Amazon is pushing Prime Video deeper into the scroll economy with a new vertical video feed built to turn quick clips into full-length viewing.
The feature, called Clips, will stream short-form videos from shows and movies inside the Prime Video app. Users can move from a clip straight into the full title or choose to rent or buy it, according to reports. The move puts Amazon alongside Netflix and Disney Plus, which have also embraced vertical discovery tools as streaming platforms search for new ways to keep viewers engaged.
Key Facts
- Amazon is adding a vertical video feed to Prime Video.
- The new feature is called Clips.
- Users can jump from short clips into the full title, or rent or buy it.
- The move follows similar features from Netflix and Disney Plus.
This shift says a lot about how streaming now competes for attention. The old model asked viewers to browse rows of posters and make a choice. The new model serves up movement first, betting that a short burst of video can do what static thumbnails often cannot: hook someone instantly.
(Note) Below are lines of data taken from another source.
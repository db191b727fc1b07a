//! Slab allocator
//!
//! Carves 64-byte objects out of 4 KiB FBA blocks. Each block's first 64
//! bytes hold the slab header (`next` link plus a 256-bit bitmap); bit 0
//! covers the header slot itself and is never handed out. Slabs live on
//! exactly one of three lists: empty (header bit only), partial, or full
//! (all object bits set). Small kernel records (IPC messages, sleepers)
//! come from here.

use core::ptr::{self, NonNull};

use super::{fba, VirtualAddress, PAGE_ALIGN_MASK, PAGE_SIZE};
use crate::sync::SpinLock;

/// Size of every slab object.
pub const SLAB_OBJECT_SIZE: usize = 64;

/// Objects per slab, header slot included.
pub const OBJECTS_PER_SLAB: usize = (PAGE_SIZE as usize) / SLAB_OBJECT_SIZE;

/// In-block slab header. Occupies object slot 0.
#[repr(C, align(64))]
struct SlabHeader {
    next: *mut SlabHeader,
    /// 256-bit allocation bitmap; only the first word is live for 4 KiB
    /// slabs of 64-byte objects, the rest stays zero.
    bitmap: [u64; 4],
}

/// Where fresh slab blocks come from. The kernel uses [`FbaBlockSource`];
/// tests substitute host buffers.
pub trait BlockSource {
    fn alloc_block(&mut self) -> Option<VirtualAddress>;
}

/// The system FBA as block source.
pub struct FbaBlockSource;

impl BlockSource for FbaBlockSource {
    fn alloc_block(&mut self) -> Option<VirtualAddress> {
        fba::alloc_block()
    }
}

/// Slab state: the three lists. Empty slabs are retained for reuse rather
/// than returned to the FBA.
pub struct SlabAllocator {
    empty: *mut SlabHeader,
    partial: *mut SlabHeader,
    full: *mut SlabHeader,
}

// SAFETY: the raw list heads are only touched under the allocator's lock.
unsafe impl Send for SlabAllocator {}

impl SlabAllocator {
    pub const fn new() -> Self {
        Self {
            empty: ptr::null_mut(),
            partial: ptr::null_mut(),
            full: ptr::null_mut(),
        }
    }

    /// Allocate one 64-byte object.
    pub fn alloc(&mut self, source: &mut impl BlockSource) -> Option<NonNull<u8>> {
        let slab = if !self.partial.is_null() {
            self.partial
        } else if !self.empty.is_null() {
            let slab = Self::pop(&mut self.empty);
            Self::push(&mut self.partial, slab);
            slab
        } else {
            let block = source.alloc_block()?;
            let slab = block.as_u64() as *mut SlabHeader;
            // SAFETY: the FBA just handed us a writable, page-aligned
            // block; the header occupies its first object slot.
            unsafe {
                (*slab).next = ptr::null_mut();
                (*slab).bitmap = [1, 0, 0, 0];
            }
            Self::push(&mut self.partial, slab);
            slab
        };

        // SAFETY: slab points at a live block on one of our lists.
        let word = unsafe { (*slab).bitmap[0] };
        debug_assert_ne!(word, u64::MAX, "full slab on the partial list");

        let bit = word.trailing_ones() as usize;
        // SAFETY: as above; bit < 64 because word != MAX.
        unsafe {
            (*slab).bitmap[0] |= 1 << bit;
            if (*slab).bitmap[0] == u64::MAX {
                Self::remove(&mut self.partial, slab);
                Self::push(&mut self.full, slab);
            }
        }

        let addr = slab as u64 + (bit * SLAB_OBJECT_SIZE) as u64;
        NonNull::new(addr as *mut u8)
    }

    /// Free one object. Freeing the header slot of a slab is ignored.
    pub fn free(&mut self, obj: NonNull<u8>) {
        let addr = obj.as_ptr() as u64;
        let slab = (addr & PAGE_ALIGN_MASK) as *mut SlabHeader;
        let bit = ((addr & !PAGE_ALIGN_MASK) as usize) / SLAB_OBJECT_SIZE;

        if bit == 0 {
            return;
        }

        // SAFETY: obj came from alloc(), so its page base is a live slab.
        unsafe {
            let was_full = (*slab).bitmap[0] == u64::MAX;

            if (*slab).bitmap[0] & (1 << bit) == 0 {
                // Double free; leave the lists alone.
                return;
            }

            (*slab).bitmap[0] &= !(1 << bit);

            if was_full {
                Self::remove(&mut self.full, slab);
                Self::push(&mut self.partial, slab);
            } else if (*slab).bitmap[0] == 1 {
                Self::remove(&mut self.partial, slab);
                Self::push(&mut self.empty, slab);
            }
        }
    }

    fn push(list: &mut *mut SlabHeader, slab: *mut SlabHeader) {
        // SAFETY: slab is a live header; lists are lock-protected.
        unsafe {
            (*slab).next = *list;
        }
        *list = slab;
    }

    fn pop(list: &mut *mut SlabHeader) -> *mut SlabHeader {
        let slab = *list;
        // SAFETY: caller checked the list is non-empty.
        unsafe {
            *list = (*slab).next;
            (*slab).next = ptr::null_mut();
        }
        slab
    }

    fn remove(list: &mut *mut SlabHeader, slab: *mut SlabHeader) {
        if *list == slab {
            Self::pop(list);
            return;
        }

        let mut cursor = *list;
        // SAFETY: walking a lock-protected singly-linked list of live
        // headers.
        unsafe {
            while !cursor.is_null() {
                if (*cursor).next == slab {
                    (*cursor).next = (*slab).next;
                    (*slab).next = ptr::null_mut();
                    return;
                }
                cursor = (*cursor).next;
            }
        }
    }

    fn count_list(mut head: *mut SlabHeader) -> usize {
        let mut n = 0;
        // SAFETY: walking a lock-protected list of live headers.
        unsafe {
            while !head.is_null() {
                n += 1;
                head = (*head).next;
            }
        }
        n
    }

    pub fn empty_count(&self) -> usize {
        Self::count_list(self.empty)
    }

    pub fn partial_count(&self) -> usize {
        Self::count_list(self.partial)
    }

    pub fn full_count(&self) -> usize {
        Self::count_list(self.full)
    }
}

impl Default for SlabAllocator {
    fn default() -> Self {
        Self::new()
    }
}

/// The system slab allocator.
static SYSTEM_SLAB: SpinLock<SlabAllocator> = SpinLock::new(SlabAllocator::new());

/// Allocate one 64-byte object from the system slab.
pub fn alloc_block() -> Option<NonNull<u8>> {
    SYSTEM_SLAB.lock().alloc(&mut FbaBlockSource)
}

/// Free an object back to the system slab.
pub fn free_block(obj: NonNull<u8>) {
    SYSTEM_SLAB.lock().free(obj)
}

/// Allocate a typed slab object. `T` must fit one slot.
pub fn alloc_object<T>() -> Option<NonNull<T>> {
    const {
        assert!(core::mem::size_of::<T>() <= SLAB_OBJECT_SIZE);
        assert!(core::mem::align_of::<T>() <= SLAB_OBJECT_SIZE);
    }
    alloc_block().map(NonNull::cast)
}

/// Free a typed slab object. The object must have come from
/// [`alloc_object`] and must already have been dropped in place.
pub fn free_object<T>(obj: NonNull<T>) {
    free_block(obj.cast())
}

#[cfg(all(test, not(target_os = "none")))]
mod tests {
    use super::*;
    use crate::mm::fba::tests::PageArea;
    use std::vec::Vec;

    /// Hands out host pages as slab blocks.
    struct MockBlocks {
        areas: Vec<PageArea>,
        pub allocs: usize,
    }

    impl MockBlocks {
        fn new() -> Self {
            Self {
                areas: Vec::new(),
                allocs: 0,
            }
        }
    }

    impl BlockSource for MockBlocks {
        fn alloc_block(&mut self) -> Option<VirtualAddress> {
            let area = PageArea::new(1);
            let base = area.base();
            self.areas.push(area);
            self.allocs += 1;
            Some(base)
        }
    }

    fn bitmap0(obj: NonNull<u8>) -> u64 {
        let slab = (obj.as_ptr() as u64 & PAGE_ALIGN_MASK) as *const u64;
        // SAFETY: slab header starts at the block base; word 1 of the
        // header struct is bitmap[0].
        unsafe { *slab.add(1) }
    }

    #[test]
    fn first_alloc_pulls_a_block_and_skips_header() {
        let mut blocks = MockBlocks::new();
        let mut slab = SlabAllocator::new();

        let obj = slab.alloc(&mut blocks).expect("first object");
        assert_eq!(blocks.allocs, 1);
        assert_eq!(
            obj.as_ptr() as u64 & 0xFFF,
            64,
            "first object sits just past the header"
        );
        assert_eq!(bitmap0(obj), 0b11, "header + first object marked");
        assert_eq!(slab.partial_count(), 1);
    }

    #[test]
    fn objects_are_64_byte_spaced_and_distinct() {
        let mut blocks = MockBlocks::new();
        let mut slab = SlabAllocator::new();

        let a = slab.alloc(&mut blocks).expect("a");
        let b = slab.alloc(&mut blocks).expect("b");
        let c = slab.alloc(&mut blocks).expect("c");

        assert_eq!(b.as_ptr() as u64 - a.as_ptr() as u64, 64);
        assert_eq!(c.as_ptr() as u64 - b.as_ptr() as u64, 64);
        assert_eq!(blocks.allocs, 1, "all three come from one slab");
    }

    #[test]
    fn slab_fills_then_new_block_is_pulled() {
        let mut blocks = MockBlocks::new();
        let mut slab = SlabAllocator::new();

        // 63 allocatable objects per slab (slot 0 is the header).
        for _ in 0..(OBJECTS_PER_SLAB - 1) {
            slab.alloc(&mut blocks).expect("object within slab");
        }
        assert_eq!(blocks.allocs, 1);
        assert_eq!(slab.full_count(), 1);
        assert_eq!(slab.partial_count(), 0);

        let overflow = slab.alloc(&mut blocks).expect("object from second slab");
        assert_eq!(blocks.allocs, 2);
        assert_eq!(overflow.as_ptr() as u64 & 0xFFF, 64);
    }

    #[test]
    fn free_moves_full_slab_back_to_partial() {
        let mut blocks = MockBlocks::new();
        let mut slab = SlabAllocator::new();

        let mut objs = Vec::new();
        for _ in 0..(OBJECTS_PER_SLAB - 1) {
            objs.push(slab.alloc(&mut blocks).expect("object"));
        }
        assert_eq!(slab.full_count(), 1);

        slab.free(objs.pop().expect("last object"));
        assert_eq!(slab.full_count(), 0);
        assert_eq!(slab.partial_count(), 1);
    }

    #[test]
    fn freeing_everything_parks_slab_on_empty_list() {
        let mut blocks = MockBlocks::new();
        let mut slab = SlabAllocator::new();

        let a = slab.alloc(&mut blocks).expect("a");
        let b = slab.alloc(&mut blocks).expect("b");

        slab.free(a);
        slab.free(b);

        assert_eq!(slab.partial_count(), 0);
        assert_eq!(slab.empty_count(), 1);

        // Reuse must not pull a fresh block.
        let c = slab.alloc(&mut blocks).expect("c");
        assert_eq!(blocks.allocs, 1);
        assert_eq!(c.as_ptr() as u64 & 0xFFF, 64);
    }

    #[test]
    fn header_slot_free_is_ignored() {
        let mut blocks = MockBlocks::new();
        let mut slab = SlabAllocator::new();

        let obj = slab.alloc(&mut blocks).expect("object");
        let header = ((obj.as_ptr() as u64) & PAGE_ALIGN_MASK) as *mut u8;

        slab.free(NonNull::new(header).expect("header pointer"));
        assert_eq!(bitmap0(obj), 0b11, "header bit must survive");
    }

    #[test]
    fn double_free_is_ignored() {
        let mut blocks = MockBlocks::new();
        let mut slab = SlabAllocator::new();

        let a = slab.alloc(&mut blocks).expect("a");
        let _b = slab.alloc(&mut blocks).expect("b");

        slab.free(a);
        let after_first = bitmap0(_b);
        slab.free(a);
        assert_eq!(bitmap0(_b), after_first);
        assert_eq!(slab.partial_count(), 1);
    }

    #[test]
    fn object_addresses_decode_back_to_their_slab() {
        let mut blocks = MockBlocks::new();
        let mut slab = SlabAllocator::new();

        for _ in 0..10 {
            let obj = slab.alloc(&mut blocks).expect("object");
            let addr = obj.as_ptr() as u64;
            let bit = ((addr & 0xFFF) as usize) / SLAB_OBJECT_SIZE;
            assert!(bit > 0 && bit < OBJECTS_PER_SLAB);
            assert_ne!(bitmap0(obj) & (1 << bit), 0, "object's bit must be set");
        }
    }
}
Prime Video has experimented with a TikTok-style feed before, and this latest step suggests Amazon sees short-form discovery as more than a side feature.
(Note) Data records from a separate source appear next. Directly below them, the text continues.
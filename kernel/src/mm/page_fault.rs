//! Page-fault handling
//!
//! Classifies faults into copy-on-write resolution, automap population,
//! or fatality, then applies the fix. Classification is pure
//! ([`resolve_fault`]) so the decision table is testable without an MMU;
//! the handler proper glues it to the mapper, the PMM, and the per-CPU
//! temporary page used for safe copies.

use bitflags::bitflags;

use super::page_table::{PageTableEntry, PteFlags};
use super::{pmm, refcount, vmm, PhysicalAddress, VirtualAddress, PAGE_SIZE};
use crate::arch;

use core::sync::atomic::{AtomicU64, Ordering};

bitflags! {
    /// Page-fault error code (x86 layout; the riscv trap glue translates
    /// scause into the same bits).
    #[derive(Debug, Clone, Copy, PartialEq, Eq)]
    pub struct PageFaultCode: u64 {
        const PRESENT     = 1 << 0;
        const WRITE       = 1 << 1;
        const USER        = 1 << 2;
        const RESERVED    = 1 << 3;
        const INSTRUCTION = 1 << 4;
    }
}

/// The shared kernel zero page, allocated once at mm bring-up.
static KERNEL_ZERO_PAGE: AtomicU64 = AtomicU64::new(0);

/// Install the shared zero page. The frame must be zeroed and permanently
/// resident.
pub fn set_zero_page(phys: PhysicalAddress) {
    KERNEL_ZERO_PAGE.store(phys.as_u64(), Ordering::Release);
}

/// The shared zero page's physical address.
pub fn zero_page() -> PhysicalAddress {
    PhysicalAddress::new(KERNEL_ZERO_PAGE.load(Ordering::Acquire))
}

/// What a fault resolves to.
#[derive(Debug, Clone, Copy, PartialEq, Eq)]
pub enum FaultResolution {
    /// COW write, frame no longer shared: flip the mapping writable.
    CowFlipWritable { entry: PageTableEntry },
    /// COW write to a still-shared frame (or the zero page): copy into a
    /// fresh frame and remap writable.
    CowCopy { entry: PageTableEntry },
    /// First write into an automap region: fresh zeroed frame.
    AutomapFreshFrame,
    /// First read from an automap region: zero page, read-only COW.
    AutomapZeroPage,
    /// Nothing recoverable.
    Fatal,
}

/// The decision table. `leaf` is the present leaf PTE covering the fault
/// address (if any), `in_automap` whether the current process has an
/// automap region over it, and `shared_after_release` reports the frame's
/// remaining share count after dropping this mapping's reference.
pub fn resolve_fault(
    code: PageFaultCode,
    fault_addr: VirtualAddress,
    leaf: Option<PageTableEntry>,
    in_automap: bool,
    zero_page: PhysicalAddress,
    shared_after_release: impl FnOnce(PhysicalAddress) -> u32,
) -> FaultResolution {
    // COW only applies to pages mapped present in userspace; kernel-space
    // faults must fail fast.
    if fault_addr.is_user() {
        if let Some(entry) = leaf {
            if entry.is_present()
                && entry.flags().contains(PteFlags::COPY_ON_WRITE)
                && code.contains(PageFaultCode::WRITE)
            {
                let frame = entry.phys();
                if frame != zero_page && shared_after_release(frame) == 0 {
                    return FaultResolution::CowFlipWritable { entry };
                }
                return FaultResolution::CowCopy { entry };
            }
        }
    }

    if in_automap {
        if code.contains(PageFaultCode::WRITE) {
            return FaultResolution::AutomapFreshFrame;
        }
        return FaultResolution::AutomapZeroPage;
    }

    FaultResolution::Fatal
}

/// Scoped per-CPU temporary mapping, used to reach a destination frame
/// while copying under disabled interrupts. Releasing unmaps and
/// invalidates on every exit path.
pub struct TempPage {
    virt: VirtualAddress,
    saved_flags: arch::IrqFlags,
}

impl TempPage {
    /// Map `phys` at this CPU's temporary page. Interrupts stay disabled
    /// until the window is dropped.
    pub fn map(phys: PhysicalAddress) -> Self {
        let saved_flags = arch::local_irq_save();
        let cpu = crate::sched::smp::current_cpu_id();
        let virt = super::per_cpu_temp_page_addr(cpu);
        vmm::map_page(virt, phys, PteFlags::kernel_rw());
        Self { virt, saved_flags }
    }

    pub fn addr(&self) -> VirtualAddress {
        self.virt
    }
}

impl Drop for TempPage {
    fn drop(&mut self) {
        vmm::unmap_page(self.virt);
        arch::local_irq_restore(self.saved_flags);
    }
}

/// Copy the page at `src_virt` into the physical frame `dest_phys` via the
/// per-CPU temporary window.
fn copy_page_safely(src_virt: VirtualAddress, dest_phys: PhysicalAddress) {
    let window = TempPage::map(dest_phys);

    let src = src_virt.page_base().as_u64() as *const u64;
    let dest = window.addr().as_u64() as *mut u64;

    // SAFETY: src is the (mapped, faulting) page, dest the freshly-mapped
    // temp window; both are page-sized and disjoint.
    unsafe {
        for i in 0..(PAGE_SIZE as usize / 8) {
            dest.add(i).write(src.add(i).read());
        }
    }
}

/// Allocate a frame against the owning process's quota when there is one,
/// or from the bare PMM otherwise.
#[cfg(feature = "alloc")]
fn alloc_phys_appropriately(owner: Option<u64>) -> u64 {
    match owner {
        Some(pid) => crate::process::process_page_alloc(pid),
        None => pmm::page_alloc(),
    }
}

/// Page-fault handler used before tasking is up: everything is fatal.
pub fn early_page_fault_handler(code: u64, fault_addr: u64, origin_ip: u64) -> ! {
    panic!(
        "early page fault at {:#018x} (code {:#x}) from {:#018x}",
        fault_addr, code, origin_ip
    );
}

/// The full handler, installed once SMP and tasking are running.
#[cfg(feature = "alloc")]
pub fn page_fault_handler(code: PageFaultCode, fault_addr: VirtualAddress, origin_ip: u64) {
    let fault_page = fault_addr.page_base();
    let root = vmm::current_root();

    let leaf = {
        let mut access = vmm::DirectMapAccess;
        vmm::walk_to_entry(&mut access, root, fault_addr).map(|(entry, _)| entry)
    };

    let current_pid = crate::sched::task_current_pid();
    let in_automap = current_pid
        .map(|pid| crate::process::in_automap_region(pid, fault_addr))
        .unwrap_or(false);

    let resolution = resolve_fault(code, fault_addr, leaf, in_automap, zero_page(), |frame| {
        refcount::decrement(frame)
    });

    match resolution {
        FaultResolution::CowFlipWritable { entry } => {
            let flags = (entry.flags() - PteFlags::COPY_ON_WRITE) | PteFlags::WRITE;
            vmm::map_page(fault_page, entry.phys(), flags);
        }

        FaultResolution::CowCopy { entry } => {
            let phys = alloc_phys_appropriately(current_pid);
            if pmm::is_alloc_failure(phys) {
                panic!(
                    "out of memory resolving COW fault at {:#018x} from {:#018x}",
                    fault_addr.as_u64(),
                    origin_ip
                );
            }

            copy_page_safely(fault_page, PhysicalAddress::new(phys));

            let flags = (entry.flags() - PteFlags::COPY_ON_WRITE) | PteFlags::WRITE;
            vmm::map_page(fault_page, PhysicalAddress::new(phys), flags);
        }

        FaultResolution::AutomapFreshFrame => {
            let phys = alloc_phys_appropriately(current_pid);
            if pmm::is_alloc_failure(phys) {
                panic!(
                    "out of memory populating automap region at {:#018x} from {:#018x}",
                    fault_addr.as_u64(),
                    origin_ip
                );
            }

            vmm::map_page(fault_page, PhysicalAddress::new(phys), PteFlags::user_rw());

            let page = fault_page.as_u64() as *mut u64;
            // SAFETY: the page was just mapped writable at fault_page.
            unsafe {
                for i in 0..(PAGE_SIZE as usize / 8) {
                    page.add(i).write(0);
                }
            }
        }

        FaultResolution::AutomapZeroPage => {
            vmm::map_page(
                fault_page,
                zero_page(),
                PteFlags::user_ro() | PteFlags::COPY_ON_WRITE,
            );
        }

        FaultResolution::Fatal => {
            panic!(
                "unhandled page fault at {:#018x} (code {:#x}) from {:#018x}",
                fault_addr.as_u64(),
                code.bits(),
                origin_ip
            );
        }
    }
}

#[cfg(all(test, not(target_os = "none")))]
mod tests {
    use super::*;

    const ZERO_PAGE: PhysicalAddress = PhysicalAddress::new(0x9000);
    const USER_ADDR: VirtualAddress = VirtualAddress::new(0x40_0000);

    fn cow_leaf(phys: u64) -> PageTableEntry {
        PageTableEntry::new_leaf(
            PhysicalAddress::new(phys),
            PteFlags::user_ro() | PteFlags::COPY_ON_WRITE,
        )
    }

    #[test]
    fn cow_write_to_unshared_frame_flips_writable() {
        let entry = cow_leaf(0xA000);
        let resolution = resolve_fault(
            PageFaultCode::PRESENT | PageFaultCode::WRITE | PageFaultCode::USER,
            USER_ADDR,
            Some(entry),
            false,
            ZERO_PAGE,
            |_| 0,
        );
        assert_eq!(resolution, FaultResolution::CowFlipWritable { entry });
    }

    #[test]
    fn cow_write_to_shared_frame_copies() {
        let entry = cow_leaf(0xA000);
        let resolution = resolve_fault(
            PageFaultCode::PRESENT | PageFaultCode::WRITE | PageFaultCode::USER,
            USER_ADDR,
            Some(entry),
            false,
            ZERO_PAGE,
            |_| 3,
        );
        assert_eq!(resolution, FaultResolution::CowCopy { entry });
    }

    #[test]
    fn cow_write_to_zero_page_always_copies() {
        let entry = cow_leaf(ZERO_PAGE.as_u64());
        let resolution = resolve_fault(
            PageFaultCode::PRESENT | PageFaultCode::WRITE | PageFaultCode::USER,
            USER_ADDR,
            Some(entry),
            false,
            ZERO_PAGE,
            |_| panic!("zero page must not consult refcounts"),
        );
        assert_eq!(resolution, FaultResolution::CowCopy { entry });
    }

    #[test]
    fn cow_read_fault_is_not_cow_resolved() {
        let entry = cow_leaf(0xA000);
        let resolution = resolve_fault(
            PageFaultCode::PRESENT | PageFaultCode::USER,
            USER_ADDR,
            Some(entry),
            false,
            ZERO_PAGE,
            |_| 0,
        );
        assert_eq!(resolution, FaultResolution::Fatal);
    }

    #[test]
    fn kernel_space_cow_is_fatal() {
        let entry = cow_leaf(0xA000);
        let resolution = resolve_fault(
            PageFaultCode::PRESENT | PageFaultCode::WRITE,
            VirtualAddress::new(0xFFFF_FFFF_9000_0000),
            Some(entry),
            false,
            ZERO_PAGE,
            |_| 0,
        );
        assert_eq!(resolution, FaultResolution::Fatal);
    }

    #[test]
    fn automap_write_gets_fresh_frame() {
        let resolution = resolve_fault(
            PageFaultCode::WRITE | PageFaultCode::USER,
            USER_ADDR,
            None,
            true,
            ZERO_PAGE,
            |_| 0,
        );
        assert_eq!(resolution, FaultResolution::AutomapFreshFrame);
    }

    #[test]
    fn automap_read_gets_zero_page() {
        let resolution = resolve_fault(
            PageFaultCode::USER,
            USER_ADDR,
            None,
            true,
            ZERO_PAGE,
            |_| 0,
        );
        assert_eq!(resolution, FaultResolution::AutomapZeroPage);
    }

    #[test]
    fn unmapped_non_automap_fault_is_fatal() {
        let resolution = resolve_fault(
            PageFaultCode::WRITE | PageFaultCode::USER,
            USER_ADDR,
            None,
            false,
            ZERO_PAGE,
            |_| 0,
        );
        assert_eq!(resolution, FaultResolution::Fatal);
    }

    #[test]
    fn cow_write_falls_through_to_automap_when_shared_check_is_moot() {
        // A present, non-COW user page that still faults on write inside
        // an automap region resolves as an automap write.
        let entry = PageTableEntry::new_leaf(PhysicalAddress::new(0xB000), PteFlags::user_ro());
        let resolution = resolve_fault(
            PageFaultCode::PRESENT | PageFaultCode::WRITE | PageFaultCode::USER,
            USER_ADDR,
            Some(entry),
            true,
            ZERO_PAGE,
            |_| 0,
        );
        assert_eq!(resolution, FaultResolution::AutomapFreshFrame);
    }
}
Short clips now sit at the center of the streaming pitch: grab attention fast, then convert that interest into a full watch, rental, or purchase.
For viewers, the change could make Prime Video feel faster and more intuitive, especially on mobile devices where vertical video already dominates. For Amazon, it opens a direct path from discovery to transaction. That matters because Prime Video does not just compete for watch time; it also sells access to titles. A feed that blends entertainment with instant purchase options could sharpen that advantage.
What happens next will depend on whether users treat Clips as a genuine discovery tool or just another scrolling layer inside an already crowded app. If the feature drives more starts, rentals, and purchases, expect Amazon to give it more space and rivals to keep refining their own feeds. The bigger story reaches beyond one app: streaming services no longer just want to host what you watch. They want to control how you find it.